For Ana Jackson, another of the three owners, her first memory of cooking is making apples with cinnamon for her father when she was 3 years old.  At 15, she went to culinary school to receive a degree.

Jackson and McKinny have both taught cooking classes at Whatcom Community College for several years and after talking, they realized they shared a common dream of owning a catering business that specialized in ready-to-heat meals.

With strong ties to both of their heritages, both Jackson and McKinny share a connection to tomatoes as an essential ingredient to their dishes, hence the name, Two Tomatoes Catering.

Two Tomatoes offers five ready-to-heat entrées per week, which customers can order by Sunday and pick-up or have delivered on Wednesday. They change the menu weekly with about 20 different items, such as chile relleno casserole and manicotti with meatballs, each month, Jackson said.

Angela Lykins, the third owner, handles the business side of the company. She said Two Tomatoes is not only targeting working individuals who want to share a quality dinner with their families at home; she also sees it as an option for elderly people who no longer cook.

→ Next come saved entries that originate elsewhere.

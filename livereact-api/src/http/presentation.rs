//! Presentation record endpoints
//!
//! The durable side of reactions: creating presentations, reading them with
//! their counters, and the direct counter-increment endpoint. Fan-out to live
//! viewers is owned by the WebSocket path, not these handlers.

use axum::{
    extract::{Path, State},
    Json,
};
use serde::{Deserialize, Serialize};
use tracing::info;

use livereact_core::models::{Presentation, PresentationId, ReactionKind};

use crate::http::{AppError, AppResult, AppState};

#[derive(Debug, Deserialize)]
pub struct CreatePresentationRequest {
    pub title: Option<String>,
    #[serde(default)]
    pub description: String,
}

#[derive(Debug, Deserialize)]
pub struct AddReactionRequest {
    pub reaction_type: Option<String>,
}

#[derive(Debug, Serialize)]
pub struct AddReactionResponse {
    pub id: PresentationId,
    pub reaction_type: ReactionKind,
}

/// POST /api/presentations
pub async fn create_presentation(
    State(state): State<AppState>,
    Json(request): Json<CreatePresentationRequest>,
) -> AppResult<Json<Presentation>> {
    let title = request
        .title
        .filter(|t| !t.trim().is_empty())
        .ok_or_else(|| AppError::bad_request("Title is required"))?;

    let presentation = state.store.create(title, request.description).await?;

    info!(
        presentation_id = %presentation.id.as_str(),
        title = %presentation.title,
        "Presentation created"
    );

    Ok(Json(presentation))
}

/// GET /api/presentations/{presentation_id}
pub async fn get_presentation(
    State(state): State<AppState>,
    Path(presentation_id): Path<String>,
) -> AppResult<Json<Presentation>> {
    let id = PresentationId::from_string(presentation_id);
    let presentation = state.store.get(&id).await?;
    Ok(Json(presentation))
}

/// POST /api/presentations/{presentation_id}/reactions
///
/// Durable increment only; live viewers get reactions over the WebSocket
/// channel instead.
pub async fn add_reaction(
    State(state): State<AppState>,
    Path(presentation_id): Path<String>,
    Json(request): Json<AddReactionRequest>,
) -> AppResult<Json<AddReactionResponse>> {
    let raw_kind = request
        .reaction_type
        .ok_or_else(|| AppError::bad_request("reaction_type is required"))?;

    let kind: ReactionKind = raw_kind.parse()?;

    let id = PresentationId::from_string(presentation_id);
    state.store.increment(&id, kind).await?;

    Ok(Json(AddReactionResponse {
        id,
        reaction_type: kind,
    }))
}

In addition to ready-to-heat meals, Two Tomatoes is a full-service kitchen catering office lunches, graduations and weddings.  This summer, they have been cooking for Bellingham‘s Concerts in the Park series every Thursday night at Elizabeth Park where they serve about 150 meals a night.

McKinny said she believes that Bellingham is a good place for Two Tomatoes because the Bellingham community has an appreciation for local food that you don’t find in fast-paced cities like New York or Los Angeles.

“After teaching cooking classes here for the last 11 years, I really do think this is a market of people who like and appreciate good food,” McKinny said. “Our Farmers Market is a perfect example of people appreciating quality, local food.”

Two Tomatoes tries to buy as much of their ingredients as possible from local sources. For example, they buy all of their pasta from the Bellingham Pasta Co., which is located just below them in the same building.

They are currently renting the Masonic Lodge’s kitchen on State Street with hopes of one day being able to open their own store.

“In three months, we’d love to be turning out a hundred meals a week,” McKinny said. “[In] three years, we want to be in a storefront where you walk in and say, ‘I’ll take a small lasagna, and a Caesar salad and a loaf of your beautiful bread.’ So that’s the big growth plan.”

Disposable casserole pans are available, but Jackson and McKinny also prepare meals in customer’s personal dishes.

“You don’t have to tell people that you didn’t make it, we won’t tell,” McKinny said. “Provide us with a beautiful casserole dish, and no one will ever know.”